April 22nd, 2009 at 1:26 pm
Robert: Very good article. There are many starting points in regard to firefighter survival. If you just heed the advice of Gordon Graham and accept 1) that if its predictable its preventable, 2) Its already happened before; then you should be able to figure out the possibilities of what kills firefighter and avoid these things. Gordon by the way has a list of all those things, and if he doesn’t give them to you then you can get them from Billy Goldfedder, or John Tippett, or NIOSH, etc. Imagine if we calculated all the time and resources that goes into a LODD casualty (including all the lost productivity that those staff and the injured firefighters had) and you compare it to the time it would take you to do as Robert suggests, and form a committee, quality circle, work group, or whatever you want to call it, and create and implement a solution, it would take less time and effort than to investigate.
Firefighting is very dangerous but that danger can be reduced as Robert suggested. It takes more courage to prospectively prevent and avoid a firefighter casualty then it takes to go into an IDLH atmosphere.
Mike Love
April 24th, 2009 at 9:28 pm
I don’t know that in an ideal world we do need a safety week. However, we don’t live in an ideal world. Our industry has to walk before it crawls, even on this issue. The fact of the matter is, we need Fire Chiefs who simply won’t stand for poor safety culture in the organizations that they oversee.
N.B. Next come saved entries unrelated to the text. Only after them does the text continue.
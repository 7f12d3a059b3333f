//! PostgreSQL adapters - database implementations of the persistence ports.
//!
//! - `PostgresOrderRepository` - orders with customer, addresses and items
//! - `PostgresProductCatalog` - catalog prices and availability
//! - `PostgresStockReservations` - guarded stock decrements
//! - `PostgresWebhookEventRepository` - processed-webhook ledger

mod order_repository;
mod product_catalog;
mod stock_reservations;
mod webhook_event_repository;

pub use order_repository::PostgresOrderRepository;
pub use product_catalog::PostgresProductCatalog;
pub use stock_reservations::PostgresStockReservations;
pub use webhook_event_repository::PostgresWebhookEventRepository;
In the past five years since the line of duty summit, the line of duty deaths per year have dropped when compared to the previous 25 year average. True, depending on one’s perspective these numbers could be argued one way or the other. What would be difficult to argue is that these numbers would have dropped without the summit itself. That event generated the impetus for a variety of other activities including the 16 life safety initiatives, the Near Miss reporting System and the formation of the IAFC’s Safety, Health and Survival Section. It’s difficult to prove what you prevent, but the connection is interesting.
Our industry is full of action oriented, activity driven folks. Frankly if it takes a safety week to get the attention of the fire service, it beats another LODD. I agree 100% that our culture needs to change; but we need to use the “kitchen sink approach” and throw everything at this issue that we can; until we have a year with ZERO LODDs.
April 24th, 2009 at 9:39 pm
In case you’re wondering why “walk before we crawl” is in the first paragraph; we need to “walk safety in our daily lives” before we “crawl down the hallway” in a fire. If we don’t have “non-emergency” event to focus us on safety; we can’t expect the emergency activity to change.
In the end this is a process, that won’t happen overnight and Safety Week, is just one step in the journey we need to take. It’s certainly progress. Just think what would have happened if the IAFC would have suggested a “Safety Week” 20 years ago? We would have all been laughed out of town. We’ll get there and this event won’t slow us down in the journey.
April 30th, 2009 at 1:26 pm
David & Mike,
Thanks to you both for your insightful comments. Each of us needs to do all that we can to help us more quickly get out of the “crawling phase” and into a “full-blown sprint”. It’s guys like you that will help “git ‘er done”!